Mais, au fait, qui peut créer une nouvelle espèce à partir de quelques rares ossements desséchés? Réponse: n'importe quel paléontologue. Jusqu'à ce que ses confrères, examinant minutieusement ses fossiles, ne protestent par le truchement de la presse scientifique. Y a-t-il vraiment une entité biologique nouvelle ou seulement une variante due à l'âge ou au sexe? Le problème est que les scientifiques sont pressés de baptiser leur bébé, comme pour laisser leur marque, à la manière d'un copyright. Cela leur joue parfois des tours. Dans les années 1970, des Anglais trouvent, en Inde, un crâne de singe de 10 millions d'années, vite prénommé Ramapithèque, en l'honneur du dieu Rama. Un peu plus tard, au Pakistan, David Pilbeam, leader de l'anthropologie américaine de l'époque, tombe sur une face de primate datée, selon lui, de 9 millions d'années. Il l'appelle Sivapithèque, en hommage au dieu Siva. Puis les morceaux sont soumis à un nouvel examen. Horreur: le primate dédié à Rama est tout simplement la femelle de celui consacré à Siva. Plus courant: le reclassement des fossiles qui passent de la case préhumain, plus prestigieuse, à celle de préprimate, moins cotée. C'est ce qui est arrivé à Tim White. En 1994, il met au jour un superbe fossile qu'il nomme Australopithecus ramidus, donc de noble lignée. Mais une étude approfondie le range dans une caste moins prestigieuse et l'oblige à changer de patronyme pour devenir Ardipithecus ramidus.

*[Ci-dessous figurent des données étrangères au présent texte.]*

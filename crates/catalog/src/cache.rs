//! Time-bounded memoization of metadata lookups.

use std::collections::HashMap;
use std::sync::Arc;
use std::time::{Duration, Instant};

use async_trait::async_trait;
use tokio::sync::RwLock;
use tracing::debug;

use crate::metadata::{BookMetadata, BookMetadataLookup};

#[derive(Debug, Clone)]
struct CacheEntry {
    stored_at: Instant,
    value: Option<BookMetadata>,
}

/// Caches another lookup by trimmed keyword.
///
/// "No match" is cached like a hit, so a keyword the catalog does not know is
/// not asked again until the entry expires. Expired entries are evicted
/// whenever a new result is stored.
pub struct CachedMetadataLookup {
    inner: Arc<dyn BookMetadataLookup>,
    ttl: Duration,
    entries: RwLock<HashMap<String, CacheEntry>>,
}

impl CachedMetadataLookup {
    pub fn new(inner: Arc<dyn BookMetadataLookup>, ttl: Duration) -> Self {
        Self {
            inner,
            ttl,
            entries: RwLock::new(HashMap::new()),
        }
    }

    pub async fn len(&self) -> usize {
        self.entries.read().await.len()
    }

    pub async fn is_empty(&self) -> bool {
        self.entries.read().await.is_empty()
    }

    pub async fn clear(&self) {
        self.entries.write().await.clear();
    }

    async fn fresh(&self, key: &str) -> Option<Option<BookMetadata>> {
        let entries = self.entries.read().await;
        entries
            .get(key)
            .filter(|entry| entry.stored_at.elapsed() < self.ttl)
            .map(|entry| entry.value.clone())
    }
}

#[async_trait]
impl BookMetadataLookup for CachedMetadataLookup {
    async fn lookup(&self, keyword: &str) -> Option<BookMetadata> {
        let key = keyword.trim();
        if key.is_empty() {
            return None;
        }

        if let Some(value) = self.fresh(key).await {
            debug!("Metadata cache hit for '{}'", key);
            return value;
        }

        let value = self.inner.lookup(key).await;
        let mut entries = self.entries.write().await;
        let ttl = self.ttl;
        entries.retain(|_, entry| entry.stored_at.elapsed() < ttl);
        entries.insert(
            key.to_string(),
            CacheEntry {
                stored_at: Instant::now(),
                value: value.clone(),
            },
        );
        value
    }
}

#[cfg(test)]
mod tests {
    use super::*;
    use std::sync::atomic::{AtomicUsize, Ordering};

    /// Counts calls; knows only one title.
    #[derive(Default)]
    struct CountingLookup {
        calls: AtomicUsize,
    }

    #[async_trait]
    impl BookMetadataLookup for CountingLookup {
        async fn lookup(&self, keyword: &str) -> Option<BookMetadata> {
            self.calls.fetch_add(1, Ordering::SeqCst);
            (keyword == "こころ").then(|| BookMetadata {
                title: Some("こころ".to_string()),
                ..Default::default()
            })
        }
    }

    fn cached(ttl: Duration) -> (Arc<CountingLookup>, CachedMetadataLookup) {
        let inner = Arc::new(CountingLookup::default());
        let cache = CachedMetadataLookup::new(inner.clone(), ttl);
        (inner, cache)
    }

    #[tokio::test]
    async fn test_hits_are_cached() {
        let (inner, cache) = cached(Duration::from_secs(60));

        let first = cache.lookup("こころ").await;
        let second = cache.lookup(" こころ ").await;

        assert_eq!(first, second);
        assert_eq!(first.and_then(|b| b.title).as_deref(), Some("こころ"));
        assert_eq!(inner.calls.load(Ordering::SeqCst), 1);
        assert_eq!(cache.len().await, 1);
    }

    #[tokio::test]
    async fn test_misses_are_cached() {
        let (inner, cache) = cached(Duration::from_secs(60));

        assert_eq!(cache.lookup("unknown").await, None);
        assert_eq!(cache.lookup("unknown").await, None);
        assert_eq!(inner.calls.load(Ordering::SeqCst), 1);
    }

    #[tokio::test]
    async fn test_expired_entries_are_refreshed() {
        let (inner, cache) = cached(Duration::ZERO);

        cache.lookup("こころ").await;
        cache.lookup("こころ").await;

        assert_eq!(inner.calls.load(Ordering::SeqCst), 2);
        assert_eq!(cache.len().await, 1);
    }

    #[tokio::test]
    async fn test_expired_entries_are_evicted_on_store() {
        let (inner, cache) = cached(Duration::ZERO);

        for i in 0..100 {
            cache.lookup(&format!("keyword {}", i)).await;
        }

        assert_eq!(inner.calls.load(Ordering::SeqCst), 100);
        assert_eq!(cache.len().await, 1);
    }

    #[tokio::test]
    async fn test_fresh_entries_survive_eviction() {
        let (_inner, cache) = cached(Duration::from_secs(60));

        cache.lookup("a").await;
        cache.lookup("b").await;

        assert_eq!(cache.len().await, 2);
    }

    #[tokio::test]
    async fn test_empty_keyword_is_not_looked_up() {
        let (inner, cache) = cached(Duration::from_secs(60));

        assert_eq!(cache.lookup("  ").await, None);
        assert_eq!(inner.calls.load(Ordering::SeqCst), 0);
        assert!(cache.is_empty().await);
    }

    #[tokio::test]
    async fn test_clear() {
        let (inner, cache) = cached(Duration::from_secs(60));

        cache.lookup("こころ").await;
        cache.clear().await;
        cache.lookup("こころ").await;

        assert_eq!(inner.calls.load(Ordering::SeqCst), 2);
    }
}
//! Availability resolver abstractions and implementations.
//!
//! This module contains:
//! - The `AvailabilityResolver` trait that all sources implement
//! - One resolver per source (two library OPACs, a bookstore, a retail chain)
//!
//! # Architecture
//!
//! Each resolver owns its source's whole protocol: priming requests, query
//! parameters, and the marker lists used to classify the response. Marker
//! lists are public constants so contract tests can pin them against saved
//! pages. Classification functions are pure and take the decoded body, so
//! they can be tested without any HTTP.

mod traits;

pub mod bookstore;
pub mod gifu;
pub mod kani;
pub mod retail_chain;

pub use bookstore::BookstoreResolver;
pub use gifu::GifuLibraryResolver;
pub use kani::KaniLibraryResolver;
pub use retail_chain::RetailChainResolver;
pub use traits::{AvailabilityResolver, Resolution};
use std::ops::Deref;

use crate::errors::AvailabilityError;

/// A search keyword that is non-empty after trimming.
///
/// The presentation layer should build one of these before triggering a
/// resolution so a blank input can be reported to the user as a warning.
#[derive(Debug, Clone, PartialEq, Eq, Hash)]
pub struct Keyword(String);

impl Keyword {
    /// Trim and validate a raw keyword.
    pub fn parse(raw: &str) -> Result<Self, AvailabilityError> {
        let trimmed = raw.trim();
        if trimmed.is_empty() {
            return Err(AvailabilityError::EmptyKeyword);
        }
        Ok(Self(trimmed.to_string()))
    }

    pub fn as_str(&self) -> &str {
        &self.0
    }

    pub fn into_inner(self) -> String {
        self.0
    }
}

impl Deref for Keyword {
    type Target = str;

    fn deref(&self) -> &str {
        &self.0
    }
}

impl AsRef<str> for Keyword {
    fn as_ref(&self) -> &str {
        &self.0
    }
}

impl std::fmt::Display for Keyword {
    fn fmt(&self, f: &mut std::fmt::Formatter<'_>) -> std::fmt::Result {
        f.write_str(&self.0)
    }
}

#[cfg(test)]
mod tests {
    use super::*;

    #[test]
    fn test_parse_trims() {
        let keyword = Keyword::parse("  ノルウェイの森 ").unwrap();
        assert_eq!(keyword.as_str(), "ノルウェイの森");
    }

    #[test]
    fn test_parse_rejects_blank() {
        assert!(matches!(
            Keyword::parse(""),
            Err(AvailabilityError::EmptyKeyword)
        ));
        assert!(matches!(
            Keyword::parse(" \t\u{3000}\n"),
            Err(AvailabilityError::EmptyKeyword)
        ));
    }
}
//! Library B: Kani City Library OPAC.
//!
//! Same priming requirement as Library A, but the result list carries
//! per-copy markers, so this source distinguishes "in stock" from
//! "checked out".

use std::sync::Arc;

use async_trait::async_trait;
use tracing::debug;

use super::traits::{contains_any, AvailabilityResolver, Resolution};
use crate::config::AvailabilityConfig;
use crate::errors::AvailabilityError;
use crate::http::{FetchRequest, HttpClient};
use crate::models::{SourceId, Status};
use crate::urls::{kani_search_params, KANI_ENTRY_URL, KANI_SEARCH_URL};

/// Phrases for an empty result set.
pub const NO_HIT_PHRASES: &[&str] = &["該当する資料はありません", "検索結果 0件"];

/// On-shelf marker.
pub const ON_SHELF_MARKERS: &[&str] = &["○ 在架あり"];

/// Checked-out or reserved markers.
pub const CHECKED_OUT_MARKERS: &[&str] = &["貸出中", "予約"];

const SOURCE: SourceId = SourceId::Kani;

/// Library B resolver.
pub struct KaniLibraryResolver {
    http: Arc<dyn HttpClient>,
    config: AvailabilityConfig,
}

impl KaniLibraryResolver {
    pub fn new(http: Arc<dyn HttpClient>, config: AvailabilityConfig) -> Self {
        Self { http, config }
    }
}

/// Classify a search list page. First matching rule wins.
pub fn classify(body: &str) -> Status {
    if contains_any(body, NO_HIT_PHRASES) {
        Status::not_found()
    } else if contains_any(body, ON_SHELF_MARKERS) {
        Status::in_stock()
    } else if contains_any(body, CHECKED_OUT_MARKERS) {
        Status::checked_out()
    } else {
        Status::available()
    }
}

#[async_trait]
impl AvailabilityResolver for KaniLibraryResolver {
    fn source(&self) -> SourceId {
        SOURCE
    }

    async fn check(&self, keyword: &str) -> Result<Resolution, AvailabilityError> {
        let session = self.http.session()?;

        debug!("Priming kani session");
        session
            .fetch(FetchRequest::get(SOURCE, KANI_ENTRY_URL, self.config.short_timeout))
            .await?;

        let response = session
            .fetch(
                FetchRequest::get(SOURCE, KANI_SEARCH_URL, self.config.medium_timeout)
                    .query_pairs(kani_search_params(keyword))
                    .detect_charset(),
            )
            .await?;

        let status = classify(&response.body);
        debug!("kani classified '{}' as {}", keyword, status.severity());
        Ok(Resolution::new(status))
    }
}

Une évolution «buissonnante»
Mais de l'erreur on peut facilement passer à la fraude. Evidemment, aujourd'hui, tous les contrôles sont mis en place pour l'empêcher. Car tout le monde a en tête l'affaire de l'homme de Piltdown. Un canular devenu, au milieu du XXe siècle, une affaire d'Etat. Herbert Thomas a raconté ses dix ans d'enquête dans un livre palpitant - Le Mystère de l'homme de Piltdown (Belin) - que la romancière britannique Agatha Christie n'aurait pas désavoué. En 1912, au fond du Sussex, Charles Dawson, petit avoué dévoré d'ambition et archéologue amateur, trouve - par miracle - un crâne presque entier, à deux pas de chez lui, dans le village de Piltdown. Il appartiendrait à un contemporain de Cro-Magnon, exhumé une vingtaine d'années plus tôt en Dordogne, où il vivait voici 80 000 ans. Avec la découverte de ce vieux crâne bruni, Dawson vient de damer le pion aux ennemis héréditaires, les Français. Des centaines de publications sont consacrées au «premier Anglais». Jusqu'à ce que, un demi-siècle plus tard, on s'aperçoive qu'il s'agit d'un faux, fabriqué à partir d'un crâne humain du Moyen Age, accolé à une mâchoire de singe contemporain, le tout étant coloré en marron.

Cependant, malgré l'accumulation de fossiles - on en compte actuellement quelque 15 000, certifiés, ceux-là - le roman des origines est de plus en plus embrouillé. Personne ne croit plus à une évolution en ligne droite, menant des vieux primates aux allures de singes aux hommes modernes. L'évolution, «buissonnante», s'est donc faite de manière irrégulière, avec des lignes sans descendance. Comme en témoigne la toute dernière découverte en Catalogne (Espagne), au mois de novembre 2004, d'un hominoïde, baptisé Pierolapithecus catalaunicus, par l'équipe de Salvador Moyà-Solà (Institut de paléontologie de l'université de Barcelone). Ce squelette presque complet, remarquablement conservé, serait estimé vieux de 12,5 à 13 millions d'années. Une époque, celle du miocène moyen, dont les archéologues n'avaient aucun vestige fossile de singe hominoïde. En ce sens, il pourrait se rapprocher du dernier ancêtre des grands singes actuels et des humains. Notre cousinage, même s'il n'est pas toujours bien accepté, s'en trouve conforté. Comme nous devons admettre un nouveau paradigme: tout ce foisonnement n'est pas destiné à aboutir à un homme parfait. Car l'évolution n'a pas de but.